ÖZDİL: Bu AB marifetiyle Türkiye'de yapıldı. Bence buna gerek yoktu, Türkiye devletinin izin vermesi lazımdı. TBMM'nin bu konuda esnek yasalar çıkarması lazımdı. Bence özel radyo, tv, gazete olmalı. Bunun devlet eliyle yapılmasına kesinlikle karşıyım. Bu mesela bir İngilizceyle kıyaslanamaz. Çünkü İngilizce evrensel bir dil. Yani, kendini 150 göbek Kürt hisseden vatandaşın bile İngilizce'ye ihtiyacı var. Bu bizim dışımızda gelişen bir şey, evrensel bir dil.
Bugün dünyanın 'empire'ı Rusya olsaydı, biz İngilizce değil Rusça öğrenmeye çalışırdık. Yani dünyaya entegre olabilmek için evrensel hakim dili kullanman lazım. İngilizce böyle bir şey. Ama Kürtçe, Lazca, şu bu, böyle değil. Bunlar bana göre özel televizyonlar, özel gazeteler, özel radyolar marifetiyle yapılmalı, yaşatılmalı, geliştirilmeli. Çünkü bu zannedildiği kadar şey de değil; bu aslında, aynı zamanda ticari de bir meta. Mesela yedi göbek kendini Türk hisseden biri, böyle bir şeye yatırım yapabilir. Çünkü bu para, yani dolayısıyla bu serbest piyasa ortamında da dengelenebilirdi. Ama sen bunu devlet eliyle yaptığın zaman, etki-tepki doğuruyor, benim anlatmaya çalıştığım da bu. Yoksa ben ne başbakanım, ne cumhurbaşkanıyım, ne de Milli Güvenlik Kurulu üyesiyim. Ben sadece burada bir durum tespiti yapıyorum ve bu yanlıştır diyorum.
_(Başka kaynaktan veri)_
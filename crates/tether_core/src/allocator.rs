//! Monotonic handle allocation

use crate::error::RegistryError;
use crate::handle::{Handle, MAX_HANDLE};
use std::sync::atomic::{AtomicU64, Ordering};

/// Issues strictly increasing handles, starting at 1.
///
/// The counter is advanced with a compare-and-swap loop that refuses to step
/// past the ceiling, so an exhausted allocator keeps failing instead of
/// wrapping around onto handles that may still be live.
#[derive(Debug)]
pub struct HandleAllocator {
    next: AtomicU64,
    ceiling: u64,
}

impl HandleAllocator {
    /// Allocator covering the full 63-bit handle space.
    pub fn new() -> Self {
        Self::with_ceiling(MAX_HANDLE)
    }

    /// Allocator that issues at most `ceiling` handles. Values above
    /// [`MAX_HANDLE`] are clamped.
    pub fn with_ceiling(ceiling: u64) -> Self {
        Self {
            next: AtomicU64::new(1),
            ceiling: ceiling.min(MAX_HANDLE),
        }
    }

    /// Issue the next handle.
    pub fn next(&self) -> Result<Handle, RegistryError> {
        let exhausted = RegistryError::HandleSpaceExhausted {
            ceiling: self.ceiling,
        };
        let raw = self
            .next
            .fetch_update(Ordering::Relaxed, Ordering::Relaxed, |n| {
                (n <= self.ceiling).then_some(n + 1)
            })
            .map_err(|_| exhausted.clone())?;
        Handle::from_raw(raw).ok_or(exhausted)
    }

    /// Number of handles issued so far.
    pub fn issued(&self) -> u64 {
        self.next.load(Ordering::Relaxed) - 1
    }

    pub fn ceiling(&self) -> u64 {
        self.ceiling
    }
}

impl Default for HandleAllocator {
    fn default() -> Self {
        Self::new()
    }
}

#[cfg(test)]
mod tests {
    use super::*;
    use std::collections::HashSet;
    use std::sync::Arc;
    use std::thread;

    #[test]
    fn test_starts_at_one_and_increases() {
        let allocator = HandleAllocator::new();
        let a = allocator.next().unwrap();
        let b = allocator.next().unwrap();
        assert_eq!(a.get(), 1);
        assert_eq!(b.get(), 2);
        assert_eq!(allocator.issued(), 2);
    }

    #[test]
    fn test_exhaustion_is_sticky() {
        let allocator = HandleAllocator::with_ceiling(2);
        assert!(allocator.next().is_ok());
        assert!(allocator.next().is_ok());

        let err = allocator.next().unwrap_err();
        assert_eq!(err, RegistryError::HandleSpaceExhausted { ceiling: 2 });
        // Never wraps back to a low handle
        assert!(allocator.next().is_err());
        assert_eq!(allocator.issued(), 2);
    }

    #[test]
    fn test_ceiling_is_clamped() {
        let allocator = HandleAllocator::with_ceiling(u64::MAX);
        assert_eq!(allocator.ceiling(), MAX_HANDLE);
    }

    #[test]
    fn test_concurrent_allocation_is_unique() {
        let allocator = Arc::new(HandleAllocator::new());
        let workers: Vec<_> = (0..8)
            .map(|_| {
                let allocator = Arc::clone(&allocator);
                thread::spawn(move || {
                    (0..10_000)
                        .map(|_| allocator.next().unwrap())
                        .collect::<Vec<_>>()
                })
            })
            .collect();

        let mut seen = HashSet::new();
        for worker in workers {
            let handles = worker.join().unwrap();
            // Each thread observes its own handles in increasing order
            assert!(handles.windows(2).all(|w| w[0] < w[1]));
            for handle in handles {
                assert!(seen.insert(handle), "duplicate handle {handle}");
            }
        }
        assert_eq!(seen.len(), 80_000);
    }
}
//! Native and script references stored in the process-wide registry

use crate::handle::Handle;
use std::fmt;
use std::sync::Arc;

/// A native object that can be mirrored into a script runtime.
pub trait SharedObject: Send + Sync + 'static {
    /// Name shown to scripts and in diagnostics.
    fn type_name(&self) -> &'static str;

    /// Called exactly once when the pair under `handle` is torn down from
    /// the script side (or at host teardown). The registry drops its `Arc`
    /// right after.
    fn on_release(&self, _handle: Handle) {}
}

/// Shared-ownership reference to a native object.
pub type NativeRef = Arc<dyn SharedObject>;

/// Identifier of a script runtime attached to a host.
#[derive(Debug, Copy, Clone, PartialEq, Eq, Hash)]
pub struct RuntimeId(pub(crate) u64);

impl RuntimeId {
    #[inline]
    pub fn index(self) -> u64 {
        self.0
    }
}

impl fmt::Display for RuntimeId {
    fn fmt(&self, f: &mut fmt::Formatter<'_>) -> fmt::Result {
        write!(f, "rt{}", self.0)
    }
}

/// Weak locator for the script half of a pair.
///
/// The strong reference keeping the proxy alive lives in the owning
/// runtime's proxy store, keyed by handle. This token only says which
/// runtime to notify, so it is `Send` and cheap to copy.
#[derive(Debug, Copy, Clone, PartialEq, Eq, Hash)]
pub struct ScriptRef {
    runtime: RuntimeId,
}

impl ScriptRef {
    pub fn new(runtime: RuntimeId) -> Self {
        Self { runtime }
    }

    pub fn runtime(&self) -> RuntimeId {
        self.runtime
    }
}
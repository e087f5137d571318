//! Lifecycle hook: cascade destruction from one side of a pair to the other
//!
//! Either domain may report that its half of a pair is going away, in any
//! order and from any thread. The first report removes the pair and tells the
//! opposite domain to drop its half; every later report for the same handle
//! is a no-op.
//!
//! ```text
//!  native drop ──┐                          ┌──▶ ScriptDomain::invalidate
//!                ├──▶ on_side_destroyed ──▶ release ─┤
//!  script release┘        (first wins)      └──▶ NativeDomain::destroy
//! ```

use crate::handle::Handle;
use crate::pair::Side;
use crate::registry::Registry;
use std::sync::Arc;

/// Native half of the teardown contract.
pub trait NativeDomain<N>: Send + Sync {
    /// The script half of `handle` is gone; free the native half.
    fn destroy(&self, handle: Handle, native: N);
}

/// Script half of the teardown contract.
pub trait ScriptDomain<S>: Send + Sync {
    /// The native half of `handle` is gone; drop the proxy.
    fn invalidate(&self, handle: Handle, script: S);
}

/// Routes destruction reports through the registry to the opposite domain.
pub struct LifecycleHook<N, S> {
    registry: Arc<Registry<N, S>>,
    native: Arc<dyn NativeDomain<N>>,
    script: Arc<dyn ScriptDomain<S>>,
}

impl<N, S> LifecycleHook<N, S> {
    pub fn new(
        registry: Arc<Registry<N, S>>,
        native: Arc<dyn NativeDomain<N>>,
        script: Arc<dyn ScriptDomain<S>>,
    ) -> Self {
        Self {
            registry,
            native,
            script,
        }
    }

    pub fn registry(&self) -> &Arc<Registry<N, S>> {
        &self.registry
    }

    /// Report that `side` of `handle` is being destroyed.
    ///
    /// Returns `true` if this call removed the pair and cascaded teardown to
    /// the other side, `false` if the pair was already gone. The teardown
    /// callback runs after the table lock is released, so it may re-enter
    /// the registry.
    pub fn on_side_destroyed(&self, handle: Handle, side: Side) -> bool {
        let Some(pair) = self.registry.release(handle) else {
            tracing::debug!(%handle, %side, "stale destruction report ignored");
            return false;
        };

        let (native, script) = pair.into_parts();
        match side {
            Side::Native => {
                // Owner is already destroying it; just drop our reference
                drop(native);
                self.script.invalidate(handle, script);
            }
            Side::Script => {
                drop(script);
                self.native.destroy(handle, native);
            }
        }
        tracing::debug!(%handle, %side, "pair torn down");
        true
    }
}

#[cfg(test)]
mod tests {
    use super::*;
    use std::sync::atomic::{AtomicUsize, Ordering};
    use std::sync::{Barrier, Mutex};
    use std::thread;

    #[derive(Default)]
    struct CountingNative {
        destroyed: Mutex<Vec<Handle>>,
    }

    impl NativeDomain<&'static str> for CountingNative {
        fn destroy(&self, handle: Handle, _native: &'static str) {
            self.destroyed.lock().unwrap().push(handle);
        }
    }

    #[derive(Default)]
    struct CountingScript {
        invalidated: AtomicUsize,
    }

    impl ScriptDomain<&'static str> for CountingScript {
        fn invalidate(&self, _handle: Handle, _script: &'static str) {
            self.invalidated.fetch_add(1, Ordering::SeqCst);
        }
    }

    fn fixture() -> (
        LifecycleHook<&'static str, &'static str>,
        Arc<CountingNative>,
        Arc<CountingScript>,
    ) {
        let native = Arc::new(CountingNative::default());
        let script = Arc::new(CountingScript::default());
        let hook = LifecycleHook::new(
            Arc::new(Registry::new()),
            native.clone(),
            script.clone(),
        );
        (hook, native, script)
    }

    #[test]
    fn test_script_side_destroys_native() {
        let (hook, native, script) = fixture();
        let handle = hook.registry().register("native", "proxy").unwrap();

        assert!(hook.on_side_destroyed(handle, Side::Script));
        assert_eq!(*native.destroyed.lock().unwrap(), vec![handle]);
        assert_eq!(script.invalidated.load(Ordering::SeqCst), 0);
        assert!(hook.registry().lookup(handle).is_none());
    }

    #[test]
    fn test_late_script_finalizer_after_native_release() {
        let (hook, native, script) = fixture();
        let handle = hook.registry().register("native", "proxy").unwrap();

        assert!(hook.on_side_destroyed(handle, Side::Native));
        assert_eq!(script.invalidated.load(Ordering::SeqCst), 1);

        // Finalizer runs late on the script side
        assert!(!hook.on_side_destroyed(handle, Side::Script));
        assert!(native.destroyed.lock().unwrap().is_empty());
        assert_eq!(script.invalidated.load(Ordering::SeqCst), 1);
    }

    #[test]
    fn test_racing_dual_release_tears_down_once() {
        for _ in 0..200 {
            let (hook, native, script) = fixture();
            let hook = Arc::new(hook);
            let handle = hook.registry().register("native", "proxy").unwrap();
            let barrier = Arc::new(Barrier::new(2));

            let racers: Vec<_> = [Side::Native, Side::Script]
                .into_iter()
                .map(|side| {
                    let hook = Arc::clone(&hook);
                    let barrier = Arc::clone(&barrier);
                    thread::spawn(move || {
                        barrier.wait();
                        hook.on_side_destroyed(handle, side)
                    })
                })
                .collect();
            let wins = racers
                .into_iter()
                .map(|racer| racer.join().unwrap())
                .filter(|won| *won)
                .count();

            assert_eq!(wins, 1);
            let teardowns = native.destroyed.lock().unwrap().len()
                + script.invalidated.load(Ordering::SeqCst);
            assert_eq!(teardowns, 1);
        }
    }

    #[test]
    fn test_teardown_may_reenter_registry() {
        struct Reentrant {
            registry: Arc<Registry<&'static str, &'static str>>,
            seen_live: AtomicUsize,
        }

        impl NativeDomain<&'static str> for Reentrant {
            fn destroy(&self, _handle: Handle, _native: &'static str) {
                // Would deadlock if a shard lock were still held
                self.seen_live.store(self.registry.len(), Ordering::SeqCst);
                self.registry.register("replacement", "proxy").unwrap();
            }
        }

        let registry = Arc::new(Registry::new());
        let native = Arc::new(Reentrant {
            registry: registry.clone(),
            seen_live: AtomicUsize::new(usize::MAX),
        });
        let hook = LifecycleHook::new(
            registry.clone(),
            native.clone(),
            Arc::new(CountingScript::default()),
        );

        let handle = registry.register("native", "proxy").unwrap();
        assert!(hook.on_side_destroyed(handle, Side::Script));
        assert_eq!(native.seen_live.load(Ordering::SeqCst), 0);
        assert_eq!(registry.len(), 1);
    }
}
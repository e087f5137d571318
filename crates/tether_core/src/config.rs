//! Registry configuration

use crate::error::RegistryError;
use crate::handle::MAX_HANDLE;
use serde::{Deserialize, Serialize};

/// Sizing knobs for a [`Registry`](crate::Registry).
#[derive(Debug, Clone, PartialEq, Eq, Serialize, Deserialize)]
#[serde(default)]
pub struct RegistryConfig {
    /// Highest handle the allocator may issue.
    pub handle_ceiling: u64,
    /// Number of lock shards in the pair table. Must be a power of two
    /// greater than one; `None` lets the map pick from the CPU count.
    pub shard_amount: Option<usize>,
    /// Pairs to reserve room for up front.
    pub initial_capacity: usize,
}

impl RegistryConfig {
    pub fn validate(&self) -> Result<(), RegistryError> {
        if self.handle_ceiling == 0 || self.handle_ceiling > MAX_HANDLE {
            return Err(RegistryError::InvalidConfig {
                reason: format!(
                    "handle_ceiling must be in 1..={MAX_HANDLE}, got {}",
                    self.handle_ceiling
                ),
            });
        }
        if let Some(shards) = self.shard_amount {
            if shards < 2 || !shards.is_power_of_two() {
                return Err(RegistryError::InvalidConfig {
                    reason: format!("shard_amount must be a power of two > 1, got {shards}"),
                });
            }
        }
        Ok(())
    }
}

impl Default for RegistryConfig {
    fn default() -> Self {
        Self {
            handle_ceiling: MAX_HANDLE,
            shard_amount: None,
            initial_capacity: 0,
        }
    }
}
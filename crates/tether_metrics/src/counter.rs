//! Named counters for tracking events

use dashmap::DashMap;

/// Thread-safe named counters.
///
/// Counters are bumped from whichever thread triggers the event, so the map
/// is sharded rather than guarded by a single lock.
#[derive(Debug)]
pub struct Counter {
    counters: DashMap<&'static str, usize>,
}

impl Counter {
    pub fn new() -> Self {
        Self {
            counters: DashMap::new(),
        }
    }

    pub fn increment(&self, name: &'static str, value: usize) {
        *self.counters.entry(name).or_insert(0) += value;
    }

    pub fn set(&self, name: &'static str, value: usize) {
        self.counters.insert(name, value);
    }

    pub fn get(&self, name: &str) -> usize {
        self.counters.get(name).map(|v| *v).unwrap_or(0)
    }

    pub fn reset(&self, name: &'static str) {
        self.counters.insert(name, 0);
    }

    pub fn reset_all(&self) {
        self.counters.clear();
    }

    /// Copy out every counter, sorted by name.
    pub fn snapshot(&self) -> Vec<(&'static str, usize)> {
        let mut entries: Vec<_> = self
            .counters
            .iter()
            .map(|entry| (*entry.key(), *entry.value()))
            .collect();
        entries.sort_unstable_by_key(|(name, _)| *name);
        entries
    }
}

impl Default for Counter {
    fn default() -> Self {
        Self::new()
    }
}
SOYOÐUL: Kürt açılımını eleştirenlerle ilgili, benim de dikkatimi çeken bir örnek verildi. Bir köşe yazarı, 'Yunanlılar da bizim düşmanımızdı bir zamanlar. Ama Atatürk'ün onlara nasıl davrandığını tarih yazıyor. Yunanlılar'ı Türkler'e alkışlattı Atatürk' mealinde bir yazı yazdı. Ve yıllar sonra Atatürk'ün Yunanlılar tarafından Nobel Barış Ödülü'ne aday gösterildiğini de… Ne diyorsun bu örneğe?
ÖZDİL: Bunu söyleyen, bu örneği veren, bir numaralı Kürt düşmanıdır, bir numaralı ırkçıdır. Çünkü bu ülkenin kendini Kürt hisseden vatandaşları, bu ülkenin asli unsurudur. Bunu da bırak, benim arkadaşımdır, benim ailemin damadıdır, benim ailemin gelinidir. Bu ülkenin Kürt vatandaşlarını Yunanlı üzerinden örneklendiren adam, bir numaralı Kürt düşmanıdır.
SOYOÐUL: Peki… Bir zamanlar Yunan düşmanlığı pompalanıyordu, halkların birbirine düşman olmasını kendi çıkarları açısından isteyen güçler vardı. Kürt sorunundaki gibi bir benzerlik de kurulamaz mı yani?
ÖZDİL: Hiç kurulamaz. Hiç ilgisi yoktur. O zaman aynı örneği Türk kökenli terör örgütüne de vermeliler. Türkiye'deki bütün teröristler Kürt müdür? Hayır. O zaman sen neden bu örneği Kürt vatandaşlar üzerinden veriyorsun ki? Kürtler bu ülkenin asli vatandaşıdır. Ne azınlıktır, ne de dışarıdan gelmiştir. Bu ülkenin insanıdır. Bizim köklerimiz karışmış kardeşim. Annesi Türk, babası Kürt olan var, bilmeyen var Türk müdür Kürt müdür. Ben kendi payıma çok açık bir şekilde söylüyorum, sarayda büyümedik; en fazla birkaç nesil geriye gidebiliyoruz. Benim sülalemde Japon olmadığını biliyorum ama Çerkez mi var, Laz mı var Arnavut mu var, Arap mı var Kürt mü var bunu kim bilebilir? Ulus devlet dediğimiz kavramlar çok taze, bunu hiçbirimiz bilemeyiz. Bugün Yunan örneği veren adam, bir numaralı ırkçı ve Kürt düşmanıdır.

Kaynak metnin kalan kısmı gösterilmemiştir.